3. klickt auf Durchsuchen und blättert so weit zurück in dem Fenster, dass ihr den AION (US) auswählen könnt, um ihn dann per rechtsklick in AIONEU umbenennen zu können.
(hierfür im fenster rechtsklick auf AION (US) -> umbennen)


			Dieser Inhalt steht nur eingeloggten Mitgliedern zur Verfügung.
        






			Dieser Inhalt steht nur eingeloggten Mitgliedern zur Verfügung.
        



4. (Fenster noch nicht schließen!) klickt in dem fenster nun auf den AIONEU ordner -> bin32 -> dann auf die aion.bin und bestätigt mit Öffnen!
- der Installationspfad wird nun mit AIONEU assoziiert


			Dieser Inhalt steht nur eingeloggten Mitgliedern zur Verfügung.
        



5. klickt auf Sprachoptionen und vergewissert euch, ob der haken auf Deutsch und spiel in Deutsch starten gesetzt ist.



			Dieser Inhalt steht nur eingeloggten Mitgliedern zur Verfügung.
        


6. bestätigt mit ok, startet den launcher neu

7. Im Launcher müsste anstatt AION (North America) nurnoch AION stehen.
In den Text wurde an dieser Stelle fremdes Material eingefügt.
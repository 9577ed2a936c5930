//! Shared route collection
//!
//! Many Ingress resources contribute to a single ordered route list. Each
//! reconciliation replaces exactly the contribution of one owner and leaves
//! every other owner's routes untouched, then restores precedence order.

use std::collections::{BTreeMap, BTreeSet};
use std::sync::{Mutex, MutexGuard, PoisonError};

use serde::{Deserialize, Serialize};
use thiserror::Error;
use tracing::{info, instrument, warn};

use crate::model::{IngressInput, Lookups, ObjectKey};
use crate::order::sort_routes;
use crate::route::{Route, RouteId};
use crate::translate::{TranslateError, Translator};

#[derive(Debug, Error)]
pub enum ReconcileError {
    #[error(transparent)]
    Translate(#[from] TranslateError),
    #[error("Route {route} is not owned by {owner}")]
    ForeignOwner { route: RouteId, owner: ObjectKey },
    #[error("Duplicate route {0}")]
    DuplicateRoute(RouteId),
}

/// Ordered route collection shared by all owners
#[derive(Clone, Debug, Default, PartialEq, Eq, Serialize, Deserialize)]
#[serde(transparent)]
pub struct RouteList {
    routes: Vec<Route>,
}

/// What an [`upsert`] changed for one owner
#[derive(Clone, Copy, Debug, Default, PartialEq, Eq)]
pub struct UpsertSummary {
    /// Route ids new for this owner
    pub added: usize,
    /// Route ids no longer produced by this owner
    pub removed: usize,
    /// Route ids present before and after
    pub retained: usize,
}

impl UpsertSummary {
    pub fn is_noop(&self) -> bool {
        self.added == 0 && self.removed == 0
    }
}

impl RouteList {
    pub fn new() -> Self {
        Self::default()
    }

    pub fn len(&self) -> usize {
        self.routes.len()
    }

    pub fn is_empty(&self) -> bool {
        self.routes.is_empty()
    }

    pub fn iter(&self) -> std::slice::Iter<'_, Route> {
        self.routes.iter()
    }

    pub fn as_slice(&self) -> &[Route] {
        &self.routes
    }

    pub fn get(&self, id: &RouteId) -> Option<&Route> {
        self.routes.iter().find(|r| r.route_id() == *id)
    }

    /// Routes contributed by `owner`, in collection order
    pub fn owned_by<'a>(&'a self, owner: &'a ObjectKey) -> impl Iterator<Item = &'a Route> + 'a {
        self.routes.iter().filter(move |r| r.is_owned_by(owner))
    }

    /// Every owner with at least one route
    pub fn owners(&self) -> BTreeSet<ObjectKey> {
        self.routes.iter().map(|r| r.owner.clone()).collect()
    }

    /// Index the collection by route id
    ///
    /// Fails if two entries share an id, which means the collection was not
    /// built through [`upsert`].
    pub fn index(&self) -> Result<BTreeMap<RouteId, &Route>, ReconcileError> {
        let mut index = BTreeMap::new();
        for route in &self.routes {
            let id = route.route_id();
            if index.contains_key(&id) {
                return Err(ReconcileError::DuplicateRoute(id));
            }
            index.insert(id, route);
        }
        Ok(index)
    }

    pub fn into_inner(self) -> Vec<Route> {
        self.routes
    }
}

impl<'a> IntoIterator for &'a RouteList {
    type Item = &'a Route;
    type IntoIter = std::slice::Iter<'a, Route>;

    fn into_iter(self) -> Self::IntoIter {
        self.routes.iter()
    }
}

/// Replace every route of `owner` with `candidates` and restore ordering
///
/// An empty candidate set removes the owner from the collection. Retained
/// routes keep their position, so reconciling an unchanged candidate set
/// leaves the collection identical. Routes of other owners keep their
/// relative order.
///
/// Candidates owned by someone else, or sharing a route id, are rejected
/// before the collection is touched.
#[instrument(skip_all, fields(owner = %owner, candidates = candidates.len()))]
pub fn upsert(
    collection: &mut RouteList,
    owner: &ObjectKey,
    candidates: Vec<Route>,
) -> Result<UpsertSummary, ReconcileError> {
    let mut incoming: BTreeMap<RouteId, Route> = BTreeMap::new();
    let mut order = Vec::with_capacity(candidates.len());
    for route in candidates {
        if !route.is_owned_by(owner) {
            return Err(ReconcileError::ForeignOwner {
                route: route.route_id(),
                owner: owner.clone(),
            });
        }
        let id = route.route_id();
        if incoming.contains_key(&id) {
            return Err(ReconcileError::DuplicateRoute(id));
        }
        order.push(id.clone());
        incoming.insert(id, route);
    }

    Ok(merge(collection, owner, order, incoming))
}

/// Remove every route of `owner`
pub fn delete(collection: &mut RouteList, owner: &ObjectKey) -> UpsertSummary {
    merge(collection, owner, Vec::new(), BTreeMap::new())
}

/// Swap the owner's routes in place, append new ones and re-sort
fn merge(
    collection: &mut RouteList,
    owner: &ObjectKey,
    order: Vec<RouteId>,
    mut incoming: BTreeMap<RouteId, Route>,
) -> UpsertSummary {
    let mut summary = UpsertSummary::default();
    let mut merged = Vec::with_capacity(collection.routes.len() + incoming.len());

    for route in std::mem::take(&mut collection.routes) {
        if !route.is_owned_by(owner) {
            merged.push(route);
            continue;
        }
        match incoming.remove(&route.route_id()) {
            Some(replacement) => {
                summary.retained += 1;
                merged.push(replacement);
            }
            None => summary.removed += 1,
        }
    }

    for id in order {
        if let Some(route) = incoming.remove(&id) {
            summary.added += 1;
            merged.push(route);
        }
    }

    sort_routes(&mut merged);
    collection.routes = merged;

    info!(
        added = summary.added,
        removed = summary.removed,
        retained = summary.retained,
        total = collection.routes.len(),
        "Upserted routes"
    );
    summary
}

/// Route collection guarded for single-writer access
#[derive(Debug, Default)]
pub struct SharedRoutes {
    routes: Mutex<RouteList>,
}

impl SharedRoutes {
    pub fn new(routes: RouteList) -> Self {
        Self {
            routes: Mutex::new(routes),
        }
    }

    fn lock(&self) -> MutexGuard<'_, RouteList> {
        // The list is only ever replaced wholesale, so a poisoned lock still
        // holds a consistent collection.
        self.routes.lock().unwrap_or_else(PoisonError::into_inner)
    }

    /// Translate `input` and install its routes
    ///
    /// Translation happens before the lock is taken; on error the collection
    /// is left exactly as it was.
    pub fn reconcile(
        &self,
        translator: &Translator,
        input: &IngressInput,
        lookups: &Lookups,
    ) -> Result<UpsertSummary, ReconcileError> {
        let owner = input.owner();
        let candidates = translator.translate(input, lookups).map_err(|e| {
            warn!(owner = %owner, error = %e, "Translation failed, routes unchanged");
            e
        })?;
        upsert(&mut self.lock(), &owner, candidates)
    }

    /// Remove an owner's routes, e.g. after its Ingress was deleted
    pub fn remove(&self, owner: &ObjectKey) -> UpsertSummary {
        delete(&mut self.lock(), owner)
    }

    /// Copy of the current collection
    pub fn snapshot(&self) -> RouteList {
        self.lock().clone()
    }
}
8. spiel auf deutsch patchen (ca. 300 MB groß) und starten.

klingt komplizierter als es ist..





mfg


----------



## Tallicas (19. September 2009)

Das klingt erstmal ganz einfach...bei mir ist das Ding von Steam und ich habe auch Aion North America da stehen im Launcher aber ich kann unter deiner Angabe den Ordner nicht umbenennen, weil es kein Aion North America / US gibt......


----------



## evergrace (19. September 2009)

omg bei mir findet er einen virus?
http://s3.directupload.net/images/090919/p9lnmvas.jpg


----------



## Thunderphönix (19. September 2009)

evergrace schrieb:


> omg bei mir findet er einen virus?
> http://s3.directupload.net/images/090919/p9lnmvas.jpg



Das ist kein Virus,die Meldung kommt wenn du bei Eigenschaften auf Deutsch eingestellt hast,aber noch net den 300 MB Patch heruntergeladen hast.Mach bei Deutsch nen hacken weg und bei englisch machst nen hacken rein,dann start erzwingen und du kommst zur Charaktererstellung.


----------



## evergrace (19. September 2009)

doch den hab ich geladen
er will dann nur mehr auf das letzte update laden..
a sry hab den falschen screen hochgeladen
http://s3.directupload.net/images/090919/vkb22znz.jpg


----------



## Thunderphönix (19. September 2009)

jo die Virus meldung ignorierste ganz einfach,musst öfters machen


----------



## Diomor (19. September 2009)

evergrace schrieb:


> doch den hab ich geladen
> er will dann nur mehr auf das letzte update laden..
> a sry hab den falschen screen hochgeladen
> http://s3.directupload.net/images/090919/vkb22znz.jpg




die gleichen 2 meldunge nekomme ic hauch, aber ich ignoriere sie einfach, die werdne uns schon keine viren reinhauen o.o

aber es funtz bei mir trotzdem nicht -.- immer dre 1024 fehler ...


----------



## Tonkra (19. September 2009)

Tallicas schrieb:


> Das klingt erstmal ganz einfach...bei mir ist das Ding von Steam und ich habe auch Aion North America da stehen im Launcher aber ich kann unter deiner Angabe den Ordner nicht umbenennen, weil es kein Aion North America / US gibt......





ich habs jetzt nochmal bebildert dargestellt.


----------



## Imzane (19. September 2009)

Gibts noch keine Lösung für "cannot run any more client"?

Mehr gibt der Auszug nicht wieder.